Tegucigalpa, Honduras. — La justicia hondureña da un paso que muchos esperaban con ansiedad. Este viernes, en el Juzgado Penal con Competencia Nacional en Materia de Criminalidad Organizada, Medio Ambiente y Corrupción, dio inicio la audiencia inicial contra Adán Fúnez Martínez, Juan Ángel Ramos Gallegos y Héctor Eduardo Méndez, tres hombres señalados por las autoridades como presuntos autores intelectuales del asesinato del ambientalista y exregidor municipal Juan Antonio López.
No es una audiencia cualquiera. Detrás de este proceso judicial late la memoria de un defensor del territorio cuya voz incomodó a muchos. Juan López era reconocido por sus denuncias constantes sobre la defensa de los recursos naturales y por señalar presuntas irregularidades vinculadas a la explotación ambiental en la zona de Tocoa, Colón.
Su asesinato, ocurrido en septiembre de 2024, encendió alarmas nacionales e internacionales y colocó el foco en la protección de quienes luchan por el medio ambiente en Honduras.
La dinámica de la audiencia refleja los tiempos que corren: mientras las partes procesales participan de manera presencial, los tres acusados comparecen de forma virtual a través de la plataforma Zoom.
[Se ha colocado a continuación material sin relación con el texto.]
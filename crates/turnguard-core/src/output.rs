//! Hook response payloads.
//!
//! A decision becomes at most one JSON line on stdout:
//! - block: `{"decision":"block","reason":...}`
//! - notify / suggestions / valve notice: `{"systemMessage":...}`
//! - nothing to say: no output at all

use serde::{Deserialize, Serialize};

use crate::aggregator::{Decision, Gate, ENTRY_SEPARATOR};

#[derive(Debug, Clone, Copy, PartialEq, Eq, Serialize, Deserialize)]
#[serde(rename_all = "lowercase")]
pub enum HookDecision {
    Block,
}

/// The JSON object a Stop hook writes to stdout.
#[derive(Debug, Clone, Default, PartialEq, Eq, Serialize, Deserialize)]
pub struct HookResponse {
    #[serde(default, skip_serializing_if = "Option::is_none")]
    pub decision: Option<HookDecision>,

    #[serde(default, skip_serializing_if = "Option::is_none")]
    pub reason: Option<String>,

    #[serde(
        rename = "systemMessage",
        default,
        skip_serializing_if = "Option::is_none"
    )]
    pub system_message: Option<String>,
}

impl HookResponse {
    pub fn from_decision(decision: &Decision) -> Self {
        let mut response = Self::default();
        let mut notes = Vec::new();

        match &decision.gate {
            Gate::Block { reason, .. } => {
                response.decision = Some(HookDecision::Block);
                response.reason = Some(reason.clone());
            }
            Gate::Notify { warning } => {
                notes.push(format!("⚠️ Monitor Alert:\n{warning}"));
            }
            Gate::Pass => {}
        }

        if let Some(block_count) = decision.valve_exhausted {
            notes.push(format!(
                "⚠️ Monitor safety valve: Stopped blocking after {block_count} attempts. Review session manually."
            ));
        }

        notes.extend(decision.suggestions.iter().map(|s| format!("💡 {s}")));

        if !notes.is_empty() {
            response.system_message = Some(notes.join(ENTRY_SEPARATOR));
        }

        response
    }

    /// A plain advisory message, used outside rule evaluation.
    pub fn advisory(message: impl Into<String>) -> Self {
        Self {
            system_message: Some(message.into()),
            ..Self::default()
        }
    }

    pub fn is_empty(&self) -> bool {
        self.decision.is_none() && self.reason.is_none() && self.system_message.is_none()
    }

    /// The single stdout line, or `None` when nothing should be printed.
    pub fn to_json_line(&self) -> Option<String> {
        if self.is_empty() {
            return None;
        }
        serde_json::to_string(self).ok()
    }
}

impl From<&Decision> for HookResponse {
    fn from(decision: &Decision) -> Self {
        Self::from_decision(decision)
    }
}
Un detalle técnico, sí, pero que no resta peso a lo que está en juego.
Durante esta etapa, el tribunal determinará si existen elementos suficientes para dictar auto de formal procesamiento contra los imputados, un hito que podría acercar el caso a una siguiente fase judicial.
La captura del exedil Adán Fúnez, concretada el martes de esta semana, marcó un punto de inflexión en las investigaciones. Su detención, en el marco de las pesquisas por el crimen de López, reavivó la atención pública y el seguimiento de organizaciones defensoras de derechos humanos, colectivos ambientalistas y sectores tanto nacionales como internacionales que exigen que se haga justicia sin atajos.
Ahora, la mirada está puesta en el juzgado. Cada argumento, cada prueba presentada, será analizada bajo el escrutinio de una sociedad que no olvida.
Porque el caso de Juan Antonio López trasciende lo judicial: es un símbolo de la lucha por la tierra, el ambiente y la dignidad de quienes defienden lo común. Y mientras la audiencia avanza, la pregunta que resuena es clara: ¿logrará este proceso alcanzar la verdad completa que el país espera?